Mexican free-tailed bats (Tadarida brasiliensis mexicana) depend on habitat in Mexico and the US during their seasonal migrations. After mating in spring, female bats travel north to maternity roosts of up to millions of bats in the southwestern US and northern Mexico. As they raise their young throughout summer, adult bats prey on flying insects including the cotton bollworm moth (Helicoverpa zea), a “major yield-limiting pest” of cotton, soybeans, and corn.

Our research shows that these bats provide significantly more pest-suppression and tourism benefits in the US than in Mexico. Yet, people in Mexico and the US are willing to pay for bat conservation even to support benefits accrued in the neighboring country. Still, no governance system exists that recognizes the telecouplings between winter habitat in Mexico and crop pest suppression services in the southwestern US.

Monarch butterflies (Danaus plexippus) are valued culturally across North America. Each spring, millions of monarchs migrate northward from mountain forests in central Mexico, spreading across North America and laying eggs exclusively on the milkweed (Asclepias spp.) that larvae require for food. Monarch populations have declined precipitously due to intensive agriculture and other factors. Our work shows that winter habitat in rural, Indigenous communities in central Mexico supports cultural benefits in the US and Canada. Effective governance for monarchs requires approaches that respect cultural traditions and livelihoods in diverse communities across the monarch’s range.

Northern pintail ducks (Anas acuta) migrate between summer breeding habitat in Alaska, Yukon and Northern Territories (Canada), and the Prarie Pothole Region, and winter habitat in California, the southern states of the US, and Mexico. Pintail abundance in North America has declined significantly due to the conversion of wetlands to agriculture in breeding areas. Based on survey research, residents in the US and Canada are willing to pay for pintail habitat conservation across the species’ range, even in other countries.

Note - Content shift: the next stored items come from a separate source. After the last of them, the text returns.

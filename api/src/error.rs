use axum::http::StatusCode;
use axum::response::{IntoResponse, Response};
use axum::Json;
use redline_shared::ErrorBody;

#[derive(Debug, thiserror::Error)]
pub enum AppError {
    #[error("{0}")]
    Validation(String),

    #[error("Unauthorized")]
    Unauthorized,

    #[error("Forbidden")]
    Forbidden,

    #[error("Not found")]
    NotFound,

    #[error("{0}")]
    InvalidState(String),

    #[error("Upstream error: {0}")]
    Upstream(String),

    #[error("Service unavailable")]
    Unavailable,

    #[error("Database error: {0}")]
    Database(#[from] rusqlite::Error),

    #[error("Pool error: {0}")]
    Pool(#[from] r2d2::Error),

    #[error("Internal error: {0}")]
    Internal(String),
}

impl AppError {
    pub fn status(&self) -> StatusCode {
        match self {
            AppError::Validation(_) => StatusCode::BAD_REQUEST,
            AppError::Unauthorized => StatusCode::UNAUTHORIZED,
            AppError::Forbidden => StatusCode::FORBIDDEN,
            AppError::NotFound => StatusCode::NOT_FOUND,
            AppError::InvalidState(_) => StatusCode::CONFLICT,
            AppError::Upstream(_) => StatusCode::BAD_GATEWAY,
            AppError::Unavailable => StatusCode::SERVICE_UNAVAILABLE,
            AppError::Database(_) | AppError::Pool(_) | AppError::Internal(_) => {
                StatusCode::INTERNAL_SERVER_ERROR
            }
        }
    }
}

impl IntoResponse for AppError {
    fn into_response(self) -> Response {
        let status = self.status();
        let message = match &self {
            AppError::Database(_) | AppError::Pool(_) | AppError::Internal(_) => {
                tracing::error!("{}", self);
                "Internal server error".to_string()
            }
            AppError::Upstream(msg) => {
                tracing::warn!("Upstream error: {}", msg);
                self.to_string()
            }
            _ => self.to_string(),
        };

        (status, Json(ErrorBody { message })).into_response()
    }
}

pub type AppResult<T> = Result<T, AppError>;

#[cfg(test)]
mod tests {
    use super::*;

    fn response_status(err: AppError) -> StatusCode {
        err.into_response().status()
    }

    #[test]
    fn validation_returns_400() {
        assert_eq!(
            response_status(AppError::Validation("empty".into())),
            StatusCode::BAD_REQUEST
        );
    }

    #[test]
    fn unauthorized_returns_401() {
        assert_eq!(
            response_status(AppError::Unauthorized),
            StatusCode::UNAUTHORIZED
        );
    }

    #[test]
    fn invalid_state_returns_409() {
        assert_eq!(
            response_status(AppError::InvalidState("wrong post".into())),
            StatusCode::CONFLICT
        );
    }

    #[test]
    fn storage_errors_return_500() {
        assert_eq!(
            response_status(AppError::Internal("boom".into())),
            StatusCode::INTERNAL_SERVER_ERROR
        );
        assert_eq!(
            response_status(AppError::Database(rusqlite::Error::QueryReturnedNoRows)),
            StatusCode::INTERNAL_SERVER_ERROR
        );
    }
}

Unlike the monarch butterflies and Mexican free-tailed bats, a governance system that recognizes the telecoupled relationships between breeding and wintering pintail habitat already exists for waterfowl. Significant funds are generated for pintail habitat conservation through Duck Stamp hunting-license sales and taxes on firearms and ammunition. We use this case study to examine why telecoupled governance emerged for waterfowl while it has not in the other cases.